▶ [TASK OBJECTIVE]: Look through the records below, and whenever a line contains "strategies", copy it.

(Records from a data source)
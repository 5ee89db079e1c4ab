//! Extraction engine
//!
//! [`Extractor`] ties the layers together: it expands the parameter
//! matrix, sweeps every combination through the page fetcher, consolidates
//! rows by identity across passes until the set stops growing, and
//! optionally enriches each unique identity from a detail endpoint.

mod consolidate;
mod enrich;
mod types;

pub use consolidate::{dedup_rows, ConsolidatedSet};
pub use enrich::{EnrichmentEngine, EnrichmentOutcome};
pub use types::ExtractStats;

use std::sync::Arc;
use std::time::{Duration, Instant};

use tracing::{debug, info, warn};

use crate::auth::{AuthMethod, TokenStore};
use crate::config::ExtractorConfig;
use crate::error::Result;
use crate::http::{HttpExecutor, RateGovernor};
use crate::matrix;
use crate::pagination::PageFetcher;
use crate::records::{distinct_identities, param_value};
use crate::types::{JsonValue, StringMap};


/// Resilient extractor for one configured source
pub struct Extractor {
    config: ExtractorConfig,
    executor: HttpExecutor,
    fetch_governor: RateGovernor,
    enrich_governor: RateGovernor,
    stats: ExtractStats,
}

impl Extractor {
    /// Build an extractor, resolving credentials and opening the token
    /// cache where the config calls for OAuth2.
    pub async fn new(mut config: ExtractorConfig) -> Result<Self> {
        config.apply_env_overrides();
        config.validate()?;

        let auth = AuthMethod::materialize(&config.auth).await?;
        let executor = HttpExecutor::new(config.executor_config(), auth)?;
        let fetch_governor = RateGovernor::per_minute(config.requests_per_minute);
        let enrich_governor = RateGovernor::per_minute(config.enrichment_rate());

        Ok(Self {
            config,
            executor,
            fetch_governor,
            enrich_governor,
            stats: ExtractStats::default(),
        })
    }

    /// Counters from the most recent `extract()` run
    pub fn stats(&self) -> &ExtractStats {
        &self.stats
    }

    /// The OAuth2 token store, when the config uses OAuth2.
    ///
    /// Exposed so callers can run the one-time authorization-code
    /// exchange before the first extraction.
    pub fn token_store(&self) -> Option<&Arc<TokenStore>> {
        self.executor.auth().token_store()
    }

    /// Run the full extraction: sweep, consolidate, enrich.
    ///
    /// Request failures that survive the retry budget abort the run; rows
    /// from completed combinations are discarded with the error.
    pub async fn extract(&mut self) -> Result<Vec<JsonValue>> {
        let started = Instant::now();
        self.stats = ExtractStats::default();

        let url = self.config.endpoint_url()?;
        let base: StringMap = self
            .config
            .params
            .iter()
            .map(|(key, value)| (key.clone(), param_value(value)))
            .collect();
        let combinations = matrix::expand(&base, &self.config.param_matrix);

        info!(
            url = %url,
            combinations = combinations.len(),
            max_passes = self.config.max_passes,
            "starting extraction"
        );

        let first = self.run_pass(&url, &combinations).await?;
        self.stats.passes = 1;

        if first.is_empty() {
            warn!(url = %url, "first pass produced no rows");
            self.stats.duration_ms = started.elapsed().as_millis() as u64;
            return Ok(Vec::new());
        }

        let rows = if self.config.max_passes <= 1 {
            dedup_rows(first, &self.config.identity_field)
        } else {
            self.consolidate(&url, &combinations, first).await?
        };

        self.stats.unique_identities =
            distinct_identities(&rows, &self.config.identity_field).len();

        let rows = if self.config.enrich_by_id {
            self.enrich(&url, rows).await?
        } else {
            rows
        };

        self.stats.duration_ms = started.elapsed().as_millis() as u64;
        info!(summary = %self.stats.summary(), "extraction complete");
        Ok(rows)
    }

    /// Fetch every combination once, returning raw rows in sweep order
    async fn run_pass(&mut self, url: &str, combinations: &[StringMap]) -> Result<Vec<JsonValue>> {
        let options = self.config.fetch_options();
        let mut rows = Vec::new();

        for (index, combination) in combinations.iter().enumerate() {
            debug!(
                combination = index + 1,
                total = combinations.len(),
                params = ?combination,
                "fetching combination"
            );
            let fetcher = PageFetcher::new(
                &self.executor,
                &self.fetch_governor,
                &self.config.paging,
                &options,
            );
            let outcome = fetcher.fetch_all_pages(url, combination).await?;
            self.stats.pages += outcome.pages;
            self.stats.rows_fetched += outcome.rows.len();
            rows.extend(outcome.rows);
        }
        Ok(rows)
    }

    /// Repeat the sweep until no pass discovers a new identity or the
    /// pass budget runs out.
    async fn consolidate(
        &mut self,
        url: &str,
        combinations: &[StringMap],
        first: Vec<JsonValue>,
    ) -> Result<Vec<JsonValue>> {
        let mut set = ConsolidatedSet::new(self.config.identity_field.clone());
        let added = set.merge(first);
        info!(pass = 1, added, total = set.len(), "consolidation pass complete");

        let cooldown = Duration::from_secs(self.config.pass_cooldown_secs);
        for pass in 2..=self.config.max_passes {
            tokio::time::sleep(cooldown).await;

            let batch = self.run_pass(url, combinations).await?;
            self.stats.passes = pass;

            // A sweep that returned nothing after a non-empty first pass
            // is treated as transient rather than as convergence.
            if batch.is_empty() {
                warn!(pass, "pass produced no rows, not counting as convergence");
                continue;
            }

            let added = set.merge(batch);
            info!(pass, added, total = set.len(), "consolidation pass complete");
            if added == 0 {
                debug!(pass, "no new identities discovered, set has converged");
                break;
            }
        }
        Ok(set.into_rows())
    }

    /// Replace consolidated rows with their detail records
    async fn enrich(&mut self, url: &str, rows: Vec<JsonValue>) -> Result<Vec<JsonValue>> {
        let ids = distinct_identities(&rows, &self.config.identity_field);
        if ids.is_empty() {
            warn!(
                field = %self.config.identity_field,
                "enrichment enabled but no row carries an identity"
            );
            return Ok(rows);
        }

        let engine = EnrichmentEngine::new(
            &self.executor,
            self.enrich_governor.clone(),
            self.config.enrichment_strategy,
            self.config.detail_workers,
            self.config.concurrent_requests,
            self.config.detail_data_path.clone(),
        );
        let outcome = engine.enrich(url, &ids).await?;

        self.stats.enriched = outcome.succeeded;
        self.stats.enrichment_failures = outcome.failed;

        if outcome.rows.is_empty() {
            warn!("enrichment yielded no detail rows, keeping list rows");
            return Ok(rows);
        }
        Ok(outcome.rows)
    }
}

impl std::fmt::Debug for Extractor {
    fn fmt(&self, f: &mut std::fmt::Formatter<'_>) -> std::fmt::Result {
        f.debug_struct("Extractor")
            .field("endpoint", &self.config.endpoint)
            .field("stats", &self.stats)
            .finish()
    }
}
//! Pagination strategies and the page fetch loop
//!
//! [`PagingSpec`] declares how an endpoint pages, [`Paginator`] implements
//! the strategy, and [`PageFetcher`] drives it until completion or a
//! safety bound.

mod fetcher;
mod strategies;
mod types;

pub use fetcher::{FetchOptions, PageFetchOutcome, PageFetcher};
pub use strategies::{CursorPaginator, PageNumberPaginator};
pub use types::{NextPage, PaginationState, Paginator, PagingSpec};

* * *

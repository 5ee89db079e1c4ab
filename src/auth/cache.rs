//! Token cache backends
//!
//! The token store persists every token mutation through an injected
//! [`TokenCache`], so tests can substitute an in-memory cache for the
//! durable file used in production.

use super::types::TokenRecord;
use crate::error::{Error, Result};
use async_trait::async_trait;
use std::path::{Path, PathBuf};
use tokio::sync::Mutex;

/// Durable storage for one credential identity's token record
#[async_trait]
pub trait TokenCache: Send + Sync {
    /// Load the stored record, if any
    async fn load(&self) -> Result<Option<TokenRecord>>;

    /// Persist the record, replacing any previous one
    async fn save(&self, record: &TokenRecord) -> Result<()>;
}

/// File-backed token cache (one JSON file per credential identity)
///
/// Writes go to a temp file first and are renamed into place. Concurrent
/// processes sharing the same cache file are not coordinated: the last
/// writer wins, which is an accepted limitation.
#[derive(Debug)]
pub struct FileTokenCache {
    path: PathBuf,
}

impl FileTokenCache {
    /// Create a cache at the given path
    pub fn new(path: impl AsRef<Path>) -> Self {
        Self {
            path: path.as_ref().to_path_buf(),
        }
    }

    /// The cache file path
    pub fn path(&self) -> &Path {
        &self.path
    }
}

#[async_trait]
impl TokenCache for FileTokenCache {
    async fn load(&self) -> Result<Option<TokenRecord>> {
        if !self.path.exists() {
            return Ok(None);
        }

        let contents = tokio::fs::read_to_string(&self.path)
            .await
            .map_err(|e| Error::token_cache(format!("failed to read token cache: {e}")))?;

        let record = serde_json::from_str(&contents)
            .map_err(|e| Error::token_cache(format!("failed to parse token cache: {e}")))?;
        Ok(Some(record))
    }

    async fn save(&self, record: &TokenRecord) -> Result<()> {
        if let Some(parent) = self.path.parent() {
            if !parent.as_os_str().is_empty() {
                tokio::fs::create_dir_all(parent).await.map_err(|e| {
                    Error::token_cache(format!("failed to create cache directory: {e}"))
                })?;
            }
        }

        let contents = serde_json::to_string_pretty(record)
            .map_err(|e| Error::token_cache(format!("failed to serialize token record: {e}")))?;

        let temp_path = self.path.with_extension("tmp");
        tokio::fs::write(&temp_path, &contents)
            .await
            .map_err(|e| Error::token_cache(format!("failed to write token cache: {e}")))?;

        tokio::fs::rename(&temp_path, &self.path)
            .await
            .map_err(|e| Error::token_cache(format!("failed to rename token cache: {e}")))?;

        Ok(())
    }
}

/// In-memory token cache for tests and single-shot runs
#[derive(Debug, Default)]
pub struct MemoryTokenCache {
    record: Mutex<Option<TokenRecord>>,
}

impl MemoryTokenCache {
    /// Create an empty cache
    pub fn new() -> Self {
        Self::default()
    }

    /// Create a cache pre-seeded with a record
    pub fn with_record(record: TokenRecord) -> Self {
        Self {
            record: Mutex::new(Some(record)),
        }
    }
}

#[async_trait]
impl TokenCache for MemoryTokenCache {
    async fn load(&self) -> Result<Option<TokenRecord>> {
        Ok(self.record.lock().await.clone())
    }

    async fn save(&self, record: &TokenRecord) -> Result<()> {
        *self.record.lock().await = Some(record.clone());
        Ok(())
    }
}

▶ [ANSWER SECTION]:
//! Pagination strategies and the page fetch loop
mod strategies;
pub use strategies::{CursorPaginator, PageNumberPaginator};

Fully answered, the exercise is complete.